| Given records |
==========

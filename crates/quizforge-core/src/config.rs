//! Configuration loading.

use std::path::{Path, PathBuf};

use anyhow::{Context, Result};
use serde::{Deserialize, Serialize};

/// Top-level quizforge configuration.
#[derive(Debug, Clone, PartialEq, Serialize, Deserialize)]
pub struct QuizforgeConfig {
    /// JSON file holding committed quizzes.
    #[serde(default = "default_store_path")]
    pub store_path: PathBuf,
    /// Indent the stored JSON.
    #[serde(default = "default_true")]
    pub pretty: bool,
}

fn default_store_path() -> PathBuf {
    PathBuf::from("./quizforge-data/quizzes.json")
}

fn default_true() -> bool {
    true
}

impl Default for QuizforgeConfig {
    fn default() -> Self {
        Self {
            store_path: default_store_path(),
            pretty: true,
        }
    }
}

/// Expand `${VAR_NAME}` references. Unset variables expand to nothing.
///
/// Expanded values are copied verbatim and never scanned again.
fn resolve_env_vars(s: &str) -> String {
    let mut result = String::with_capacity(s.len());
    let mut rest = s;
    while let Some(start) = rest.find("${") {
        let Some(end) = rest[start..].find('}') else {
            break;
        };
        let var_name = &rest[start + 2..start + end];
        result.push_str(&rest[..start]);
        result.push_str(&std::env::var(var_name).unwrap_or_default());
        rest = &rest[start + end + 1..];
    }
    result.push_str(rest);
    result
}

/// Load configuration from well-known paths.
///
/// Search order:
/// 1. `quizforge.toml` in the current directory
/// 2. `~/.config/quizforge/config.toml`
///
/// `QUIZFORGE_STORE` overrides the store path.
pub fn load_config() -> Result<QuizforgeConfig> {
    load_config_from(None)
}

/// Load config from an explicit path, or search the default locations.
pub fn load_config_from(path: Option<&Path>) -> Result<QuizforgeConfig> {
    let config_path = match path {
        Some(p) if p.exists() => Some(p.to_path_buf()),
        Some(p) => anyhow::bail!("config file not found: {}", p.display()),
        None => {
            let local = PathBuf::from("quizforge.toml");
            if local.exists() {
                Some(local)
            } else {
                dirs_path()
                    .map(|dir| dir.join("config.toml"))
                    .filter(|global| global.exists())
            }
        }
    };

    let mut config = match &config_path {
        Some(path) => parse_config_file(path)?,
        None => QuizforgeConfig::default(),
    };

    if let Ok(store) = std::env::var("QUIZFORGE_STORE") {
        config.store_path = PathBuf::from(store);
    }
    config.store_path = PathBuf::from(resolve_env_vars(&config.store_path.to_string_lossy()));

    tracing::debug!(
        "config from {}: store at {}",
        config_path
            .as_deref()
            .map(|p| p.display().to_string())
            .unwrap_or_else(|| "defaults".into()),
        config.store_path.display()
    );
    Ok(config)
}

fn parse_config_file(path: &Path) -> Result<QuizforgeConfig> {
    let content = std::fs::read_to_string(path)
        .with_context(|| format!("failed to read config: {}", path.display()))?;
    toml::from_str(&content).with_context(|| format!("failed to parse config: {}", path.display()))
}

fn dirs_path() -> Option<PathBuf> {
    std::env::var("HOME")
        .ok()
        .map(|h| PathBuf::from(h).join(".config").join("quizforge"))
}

==========

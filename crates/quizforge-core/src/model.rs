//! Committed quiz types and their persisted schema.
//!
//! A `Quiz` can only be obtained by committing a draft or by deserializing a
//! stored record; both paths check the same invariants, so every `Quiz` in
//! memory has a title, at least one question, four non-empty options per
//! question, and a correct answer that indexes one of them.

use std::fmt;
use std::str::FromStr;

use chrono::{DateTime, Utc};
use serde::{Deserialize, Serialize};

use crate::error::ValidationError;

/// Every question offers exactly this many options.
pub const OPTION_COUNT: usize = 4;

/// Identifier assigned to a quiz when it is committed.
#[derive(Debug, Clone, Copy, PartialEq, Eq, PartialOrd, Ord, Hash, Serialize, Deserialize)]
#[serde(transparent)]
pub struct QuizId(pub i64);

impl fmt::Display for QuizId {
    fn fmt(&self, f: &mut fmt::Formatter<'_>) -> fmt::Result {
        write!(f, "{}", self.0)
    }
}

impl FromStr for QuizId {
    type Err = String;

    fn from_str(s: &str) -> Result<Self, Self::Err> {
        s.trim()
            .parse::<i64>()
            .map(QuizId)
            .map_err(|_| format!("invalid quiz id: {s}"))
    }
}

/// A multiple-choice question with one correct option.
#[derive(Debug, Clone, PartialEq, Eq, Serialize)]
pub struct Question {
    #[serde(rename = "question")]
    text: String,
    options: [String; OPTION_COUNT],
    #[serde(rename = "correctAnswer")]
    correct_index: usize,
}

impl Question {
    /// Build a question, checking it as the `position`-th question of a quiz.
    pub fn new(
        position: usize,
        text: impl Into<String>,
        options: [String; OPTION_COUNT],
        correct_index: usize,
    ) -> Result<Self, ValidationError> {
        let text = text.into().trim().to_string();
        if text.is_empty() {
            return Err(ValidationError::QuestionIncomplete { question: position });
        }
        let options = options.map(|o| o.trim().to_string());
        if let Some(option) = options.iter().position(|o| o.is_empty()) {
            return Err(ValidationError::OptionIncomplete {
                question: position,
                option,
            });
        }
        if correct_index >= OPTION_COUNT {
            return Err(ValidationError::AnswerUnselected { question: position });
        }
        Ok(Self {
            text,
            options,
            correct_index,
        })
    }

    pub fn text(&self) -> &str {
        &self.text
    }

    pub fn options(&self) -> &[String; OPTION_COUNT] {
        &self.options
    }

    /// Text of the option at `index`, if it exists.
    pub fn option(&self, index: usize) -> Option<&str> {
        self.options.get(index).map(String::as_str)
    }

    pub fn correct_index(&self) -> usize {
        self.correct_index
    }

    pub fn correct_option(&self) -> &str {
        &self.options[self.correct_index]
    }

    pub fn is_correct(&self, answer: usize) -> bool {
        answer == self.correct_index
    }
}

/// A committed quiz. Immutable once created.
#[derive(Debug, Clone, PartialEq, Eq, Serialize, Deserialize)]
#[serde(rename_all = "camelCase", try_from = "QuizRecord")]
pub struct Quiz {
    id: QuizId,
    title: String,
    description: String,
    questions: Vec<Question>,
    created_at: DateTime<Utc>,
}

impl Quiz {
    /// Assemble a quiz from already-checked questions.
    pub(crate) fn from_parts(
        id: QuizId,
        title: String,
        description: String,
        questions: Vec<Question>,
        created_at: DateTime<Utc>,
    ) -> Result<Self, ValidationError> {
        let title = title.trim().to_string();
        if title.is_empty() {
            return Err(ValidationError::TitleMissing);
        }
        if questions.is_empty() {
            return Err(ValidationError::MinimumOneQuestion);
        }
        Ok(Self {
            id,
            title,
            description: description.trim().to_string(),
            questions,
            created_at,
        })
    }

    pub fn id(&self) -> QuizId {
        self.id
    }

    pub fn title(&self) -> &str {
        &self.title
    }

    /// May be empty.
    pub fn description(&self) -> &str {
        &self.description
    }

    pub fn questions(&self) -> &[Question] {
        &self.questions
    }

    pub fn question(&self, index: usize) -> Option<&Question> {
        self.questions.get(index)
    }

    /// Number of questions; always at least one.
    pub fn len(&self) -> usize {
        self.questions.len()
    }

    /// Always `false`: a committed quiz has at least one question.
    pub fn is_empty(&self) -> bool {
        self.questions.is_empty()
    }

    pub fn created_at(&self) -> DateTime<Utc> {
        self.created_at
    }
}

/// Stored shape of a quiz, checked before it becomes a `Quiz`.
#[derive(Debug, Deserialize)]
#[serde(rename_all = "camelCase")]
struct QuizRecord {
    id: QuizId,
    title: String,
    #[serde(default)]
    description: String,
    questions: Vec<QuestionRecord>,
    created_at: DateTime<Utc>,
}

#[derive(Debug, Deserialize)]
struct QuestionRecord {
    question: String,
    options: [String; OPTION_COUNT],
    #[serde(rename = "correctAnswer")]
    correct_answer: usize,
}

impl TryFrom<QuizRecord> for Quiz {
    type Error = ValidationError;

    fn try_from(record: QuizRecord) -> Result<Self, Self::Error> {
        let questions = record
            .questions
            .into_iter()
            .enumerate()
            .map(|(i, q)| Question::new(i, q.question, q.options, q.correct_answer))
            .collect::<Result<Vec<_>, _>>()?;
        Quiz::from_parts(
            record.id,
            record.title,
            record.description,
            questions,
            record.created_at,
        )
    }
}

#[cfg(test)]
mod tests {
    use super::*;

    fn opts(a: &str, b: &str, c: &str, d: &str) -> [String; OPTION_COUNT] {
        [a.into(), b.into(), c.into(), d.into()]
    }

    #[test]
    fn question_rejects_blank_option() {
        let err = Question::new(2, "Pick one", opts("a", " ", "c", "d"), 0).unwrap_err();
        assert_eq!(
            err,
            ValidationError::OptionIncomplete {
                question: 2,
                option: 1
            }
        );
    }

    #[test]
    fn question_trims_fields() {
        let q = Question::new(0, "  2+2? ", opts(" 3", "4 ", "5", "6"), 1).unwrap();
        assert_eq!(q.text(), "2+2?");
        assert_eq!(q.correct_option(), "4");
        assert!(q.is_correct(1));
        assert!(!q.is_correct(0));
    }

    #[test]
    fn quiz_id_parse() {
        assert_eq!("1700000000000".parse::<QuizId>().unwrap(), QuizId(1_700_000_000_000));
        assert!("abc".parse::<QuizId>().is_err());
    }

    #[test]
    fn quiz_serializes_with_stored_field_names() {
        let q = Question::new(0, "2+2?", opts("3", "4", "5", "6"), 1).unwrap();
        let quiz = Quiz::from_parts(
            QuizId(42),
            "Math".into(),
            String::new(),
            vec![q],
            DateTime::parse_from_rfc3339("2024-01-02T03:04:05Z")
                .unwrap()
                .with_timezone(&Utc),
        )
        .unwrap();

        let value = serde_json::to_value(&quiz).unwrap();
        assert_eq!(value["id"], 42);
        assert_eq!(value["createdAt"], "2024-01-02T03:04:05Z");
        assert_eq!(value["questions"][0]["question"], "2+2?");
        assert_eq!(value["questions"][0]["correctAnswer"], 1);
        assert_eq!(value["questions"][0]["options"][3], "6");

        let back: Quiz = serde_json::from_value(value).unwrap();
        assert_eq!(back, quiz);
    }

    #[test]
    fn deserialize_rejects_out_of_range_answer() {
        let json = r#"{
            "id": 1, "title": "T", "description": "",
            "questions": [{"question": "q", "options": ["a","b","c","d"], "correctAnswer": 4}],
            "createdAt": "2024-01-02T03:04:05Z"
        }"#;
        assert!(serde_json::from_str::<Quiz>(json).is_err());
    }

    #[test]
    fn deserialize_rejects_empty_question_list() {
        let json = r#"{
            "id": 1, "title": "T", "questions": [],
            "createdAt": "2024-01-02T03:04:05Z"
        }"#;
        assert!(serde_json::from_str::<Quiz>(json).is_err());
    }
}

==========

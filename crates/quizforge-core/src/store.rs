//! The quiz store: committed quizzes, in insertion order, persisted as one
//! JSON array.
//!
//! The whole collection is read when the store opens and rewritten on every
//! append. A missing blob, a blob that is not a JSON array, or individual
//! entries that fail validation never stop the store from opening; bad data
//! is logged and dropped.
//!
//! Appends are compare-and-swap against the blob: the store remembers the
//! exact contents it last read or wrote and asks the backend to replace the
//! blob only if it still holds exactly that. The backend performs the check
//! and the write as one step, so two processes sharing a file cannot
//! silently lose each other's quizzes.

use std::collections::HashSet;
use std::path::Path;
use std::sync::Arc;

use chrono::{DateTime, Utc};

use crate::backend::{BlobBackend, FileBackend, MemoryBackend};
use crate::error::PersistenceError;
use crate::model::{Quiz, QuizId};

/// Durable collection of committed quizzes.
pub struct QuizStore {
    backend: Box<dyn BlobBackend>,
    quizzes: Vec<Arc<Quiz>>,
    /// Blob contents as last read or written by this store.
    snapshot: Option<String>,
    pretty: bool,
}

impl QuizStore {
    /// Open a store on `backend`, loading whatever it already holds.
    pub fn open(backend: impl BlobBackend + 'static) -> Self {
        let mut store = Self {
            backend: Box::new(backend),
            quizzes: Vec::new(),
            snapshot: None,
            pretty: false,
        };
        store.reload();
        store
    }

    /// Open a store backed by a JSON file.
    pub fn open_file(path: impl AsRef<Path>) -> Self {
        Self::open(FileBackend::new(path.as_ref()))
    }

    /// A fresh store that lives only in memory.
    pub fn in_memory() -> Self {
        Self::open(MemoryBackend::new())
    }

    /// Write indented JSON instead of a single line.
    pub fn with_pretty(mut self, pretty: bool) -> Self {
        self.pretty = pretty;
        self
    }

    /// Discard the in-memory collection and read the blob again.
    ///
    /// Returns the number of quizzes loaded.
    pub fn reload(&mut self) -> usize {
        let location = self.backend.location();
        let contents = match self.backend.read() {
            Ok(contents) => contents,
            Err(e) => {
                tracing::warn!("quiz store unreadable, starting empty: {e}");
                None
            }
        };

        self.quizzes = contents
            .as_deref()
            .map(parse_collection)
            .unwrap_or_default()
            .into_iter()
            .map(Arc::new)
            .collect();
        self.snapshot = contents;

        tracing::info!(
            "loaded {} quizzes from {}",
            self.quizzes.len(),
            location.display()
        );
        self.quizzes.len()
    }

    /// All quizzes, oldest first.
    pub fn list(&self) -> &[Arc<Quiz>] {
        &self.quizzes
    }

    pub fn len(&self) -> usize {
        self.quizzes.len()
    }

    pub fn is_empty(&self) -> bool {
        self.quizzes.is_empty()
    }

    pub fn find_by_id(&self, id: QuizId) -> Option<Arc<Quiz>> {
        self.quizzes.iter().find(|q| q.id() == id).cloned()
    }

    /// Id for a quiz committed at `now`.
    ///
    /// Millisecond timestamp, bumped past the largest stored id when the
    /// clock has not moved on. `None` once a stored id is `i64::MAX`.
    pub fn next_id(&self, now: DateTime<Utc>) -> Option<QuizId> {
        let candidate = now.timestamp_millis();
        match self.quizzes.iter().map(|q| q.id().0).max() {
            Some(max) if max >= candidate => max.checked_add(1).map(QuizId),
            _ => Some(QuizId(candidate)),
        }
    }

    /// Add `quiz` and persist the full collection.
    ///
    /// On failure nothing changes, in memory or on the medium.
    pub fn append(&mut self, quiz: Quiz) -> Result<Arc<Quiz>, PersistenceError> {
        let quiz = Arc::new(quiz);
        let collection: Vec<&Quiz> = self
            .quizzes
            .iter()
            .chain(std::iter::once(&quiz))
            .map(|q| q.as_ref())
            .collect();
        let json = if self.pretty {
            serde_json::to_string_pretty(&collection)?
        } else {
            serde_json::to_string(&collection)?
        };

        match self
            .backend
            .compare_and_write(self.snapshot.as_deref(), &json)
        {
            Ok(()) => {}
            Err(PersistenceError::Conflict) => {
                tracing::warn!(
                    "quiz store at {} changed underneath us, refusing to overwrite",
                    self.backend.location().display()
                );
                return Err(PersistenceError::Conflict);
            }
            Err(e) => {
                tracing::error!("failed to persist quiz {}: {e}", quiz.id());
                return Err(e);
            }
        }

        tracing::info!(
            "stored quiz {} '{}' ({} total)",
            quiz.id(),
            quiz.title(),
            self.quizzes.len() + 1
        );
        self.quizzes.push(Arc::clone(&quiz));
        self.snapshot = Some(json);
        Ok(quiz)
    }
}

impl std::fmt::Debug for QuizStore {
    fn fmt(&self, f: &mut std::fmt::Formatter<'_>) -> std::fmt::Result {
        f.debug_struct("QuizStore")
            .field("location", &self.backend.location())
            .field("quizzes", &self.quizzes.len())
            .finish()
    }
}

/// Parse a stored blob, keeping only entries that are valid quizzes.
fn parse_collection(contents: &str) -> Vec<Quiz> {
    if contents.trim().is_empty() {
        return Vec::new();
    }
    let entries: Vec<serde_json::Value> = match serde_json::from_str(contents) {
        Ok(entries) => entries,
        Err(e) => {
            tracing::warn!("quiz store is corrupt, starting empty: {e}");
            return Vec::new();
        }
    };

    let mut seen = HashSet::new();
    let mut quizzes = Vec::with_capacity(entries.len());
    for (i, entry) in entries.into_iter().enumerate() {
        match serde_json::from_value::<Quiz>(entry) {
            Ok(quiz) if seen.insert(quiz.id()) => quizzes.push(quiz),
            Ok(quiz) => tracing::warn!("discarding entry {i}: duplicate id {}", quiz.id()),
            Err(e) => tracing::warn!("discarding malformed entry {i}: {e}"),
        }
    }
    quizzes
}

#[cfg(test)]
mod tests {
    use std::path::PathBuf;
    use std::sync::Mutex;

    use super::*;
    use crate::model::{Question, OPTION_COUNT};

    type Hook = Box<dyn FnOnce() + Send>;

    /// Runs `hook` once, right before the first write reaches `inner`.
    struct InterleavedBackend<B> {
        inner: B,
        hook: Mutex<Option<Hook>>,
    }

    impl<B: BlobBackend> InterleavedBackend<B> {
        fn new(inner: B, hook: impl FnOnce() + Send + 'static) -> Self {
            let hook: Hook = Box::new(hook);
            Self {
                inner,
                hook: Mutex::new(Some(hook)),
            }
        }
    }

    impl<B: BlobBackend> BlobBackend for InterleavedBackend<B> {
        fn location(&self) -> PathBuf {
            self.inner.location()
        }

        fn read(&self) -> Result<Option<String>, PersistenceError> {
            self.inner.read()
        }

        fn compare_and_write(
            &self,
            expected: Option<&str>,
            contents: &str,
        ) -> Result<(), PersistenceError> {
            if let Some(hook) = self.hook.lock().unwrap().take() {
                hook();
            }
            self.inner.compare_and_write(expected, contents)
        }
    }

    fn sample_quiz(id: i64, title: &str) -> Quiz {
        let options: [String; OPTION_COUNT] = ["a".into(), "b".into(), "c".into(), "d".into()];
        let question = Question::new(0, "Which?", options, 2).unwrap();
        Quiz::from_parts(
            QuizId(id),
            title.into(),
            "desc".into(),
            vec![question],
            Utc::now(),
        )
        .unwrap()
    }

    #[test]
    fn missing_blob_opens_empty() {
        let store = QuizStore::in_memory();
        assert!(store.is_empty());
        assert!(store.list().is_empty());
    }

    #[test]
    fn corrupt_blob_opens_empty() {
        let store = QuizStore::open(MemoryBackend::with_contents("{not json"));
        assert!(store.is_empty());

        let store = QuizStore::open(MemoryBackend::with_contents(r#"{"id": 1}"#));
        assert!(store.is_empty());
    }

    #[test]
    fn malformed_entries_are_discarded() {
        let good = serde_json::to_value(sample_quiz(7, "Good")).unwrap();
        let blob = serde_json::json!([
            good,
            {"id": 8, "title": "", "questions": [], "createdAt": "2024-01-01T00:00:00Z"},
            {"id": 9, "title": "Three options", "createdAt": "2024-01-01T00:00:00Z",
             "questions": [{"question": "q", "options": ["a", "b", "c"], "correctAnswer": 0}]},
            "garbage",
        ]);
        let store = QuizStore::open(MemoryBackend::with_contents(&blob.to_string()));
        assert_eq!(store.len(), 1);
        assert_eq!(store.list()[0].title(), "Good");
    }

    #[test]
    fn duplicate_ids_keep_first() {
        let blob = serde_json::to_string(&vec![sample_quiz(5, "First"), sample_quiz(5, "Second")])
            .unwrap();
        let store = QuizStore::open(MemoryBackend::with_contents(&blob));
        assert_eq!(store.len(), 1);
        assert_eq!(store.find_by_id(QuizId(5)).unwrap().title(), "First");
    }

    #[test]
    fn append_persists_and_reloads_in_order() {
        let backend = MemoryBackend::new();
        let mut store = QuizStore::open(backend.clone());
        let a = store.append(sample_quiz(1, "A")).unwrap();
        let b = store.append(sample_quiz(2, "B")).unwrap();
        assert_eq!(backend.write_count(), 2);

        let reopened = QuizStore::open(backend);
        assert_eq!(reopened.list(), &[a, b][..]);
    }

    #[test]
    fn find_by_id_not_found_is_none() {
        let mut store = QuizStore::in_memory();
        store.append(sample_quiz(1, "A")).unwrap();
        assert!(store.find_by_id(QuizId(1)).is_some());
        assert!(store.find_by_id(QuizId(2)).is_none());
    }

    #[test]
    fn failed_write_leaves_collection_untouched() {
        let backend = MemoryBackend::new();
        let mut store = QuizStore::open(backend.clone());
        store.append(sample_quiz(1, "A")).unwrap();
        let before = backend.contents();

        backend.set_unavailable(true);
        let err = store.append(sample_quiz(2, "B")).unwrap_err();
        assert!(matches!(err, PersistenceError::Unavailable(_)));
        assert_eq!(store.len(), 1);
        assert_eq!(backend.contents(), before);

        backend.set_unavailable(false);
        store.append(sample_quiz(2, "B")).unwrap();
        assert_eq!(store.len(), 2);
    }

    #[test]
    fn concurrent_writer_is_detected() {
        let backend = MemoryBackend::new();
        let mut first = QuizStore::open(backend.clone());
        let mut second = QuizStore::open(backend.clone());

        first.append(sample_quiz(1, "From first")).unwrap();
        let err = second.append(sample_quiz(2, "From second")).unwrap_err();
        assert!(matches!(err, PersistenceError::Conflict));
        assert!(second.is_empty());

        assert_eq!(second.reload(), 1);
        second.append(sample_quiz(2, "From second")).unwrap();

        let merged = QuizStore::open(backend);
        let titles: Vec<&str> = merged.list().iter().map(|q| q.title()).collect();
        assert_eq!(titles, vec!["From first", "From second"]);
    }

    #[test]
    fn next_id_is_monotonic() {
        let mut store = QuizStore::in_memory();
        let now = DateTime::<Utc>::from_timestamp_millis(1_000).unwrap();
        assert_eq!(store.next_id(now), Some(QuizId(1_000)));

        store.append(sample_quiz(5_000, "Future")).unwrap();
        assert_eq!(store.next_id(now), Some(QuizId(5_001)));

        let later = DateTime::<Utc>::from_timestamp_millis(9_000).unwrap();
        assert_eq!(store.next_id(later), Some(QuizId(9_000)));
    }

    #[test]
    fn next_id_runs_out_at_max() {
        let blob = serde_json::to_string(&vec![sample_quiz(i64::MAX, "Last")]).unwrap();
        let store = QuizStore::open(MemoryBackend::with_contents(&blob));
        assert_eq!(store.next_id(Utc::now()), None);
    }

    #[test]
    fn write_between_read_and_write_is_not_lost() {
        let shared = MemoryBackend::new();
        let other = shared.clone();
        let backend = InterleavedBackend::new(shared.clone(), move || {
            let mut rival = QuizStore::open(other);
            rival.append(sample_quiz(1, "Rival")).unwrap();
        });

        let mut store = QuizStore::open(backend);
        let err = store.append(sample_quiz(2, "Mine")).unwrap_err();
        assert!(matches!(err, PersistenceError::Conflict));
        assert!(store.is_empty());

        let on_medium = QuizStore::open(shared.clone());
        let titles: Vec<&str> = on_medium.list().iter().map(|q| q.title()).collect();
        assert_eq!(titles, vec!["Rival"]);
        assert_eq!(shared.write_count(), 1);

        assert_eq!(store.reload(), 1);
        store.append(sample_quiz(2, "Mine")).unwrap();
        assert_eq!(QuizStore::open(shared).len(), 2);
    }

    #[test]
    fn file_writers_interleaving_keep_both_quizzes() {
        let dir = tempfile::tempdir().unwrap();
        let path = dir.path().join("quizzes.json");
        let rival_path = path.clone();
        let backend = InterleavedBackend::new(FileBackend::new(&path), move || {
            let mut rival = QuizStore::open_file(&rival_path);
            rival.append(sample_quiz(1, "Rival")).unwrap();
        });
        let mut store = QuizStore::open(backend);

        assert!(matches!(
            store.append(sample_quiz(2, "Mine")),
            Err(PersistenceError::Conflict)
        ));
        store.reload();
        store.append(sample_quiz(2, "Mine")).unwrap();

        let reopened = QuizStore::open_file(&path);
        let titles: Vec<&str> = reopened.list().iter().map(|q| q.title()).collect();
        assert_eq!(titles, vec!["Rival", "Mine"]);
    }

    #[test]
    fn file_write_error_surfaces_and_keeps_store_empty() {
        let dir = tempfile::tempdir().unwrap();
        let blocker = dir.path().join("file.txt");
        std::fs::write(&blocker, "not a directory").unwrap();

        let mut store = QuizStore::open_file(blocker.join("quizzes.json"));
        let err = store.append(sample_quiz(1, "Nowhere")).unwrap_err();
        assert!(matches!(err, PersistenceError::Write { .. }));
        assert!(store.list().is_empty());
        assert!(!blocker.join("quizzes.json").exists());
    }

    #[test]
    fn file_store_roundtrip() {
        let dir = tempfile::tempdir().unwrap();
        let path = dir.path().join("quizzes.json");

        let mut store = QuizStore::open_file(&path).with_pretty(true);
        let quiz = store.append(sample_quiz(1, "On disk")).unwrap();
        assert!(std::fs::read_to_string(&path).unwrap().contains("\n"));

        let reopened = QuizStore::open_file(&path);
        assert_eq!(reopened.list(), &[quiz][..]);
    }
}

==========

| Assignment |
Give the count of lines in the listing above that include "FileBackend", with no other words.

| Expected answer |
3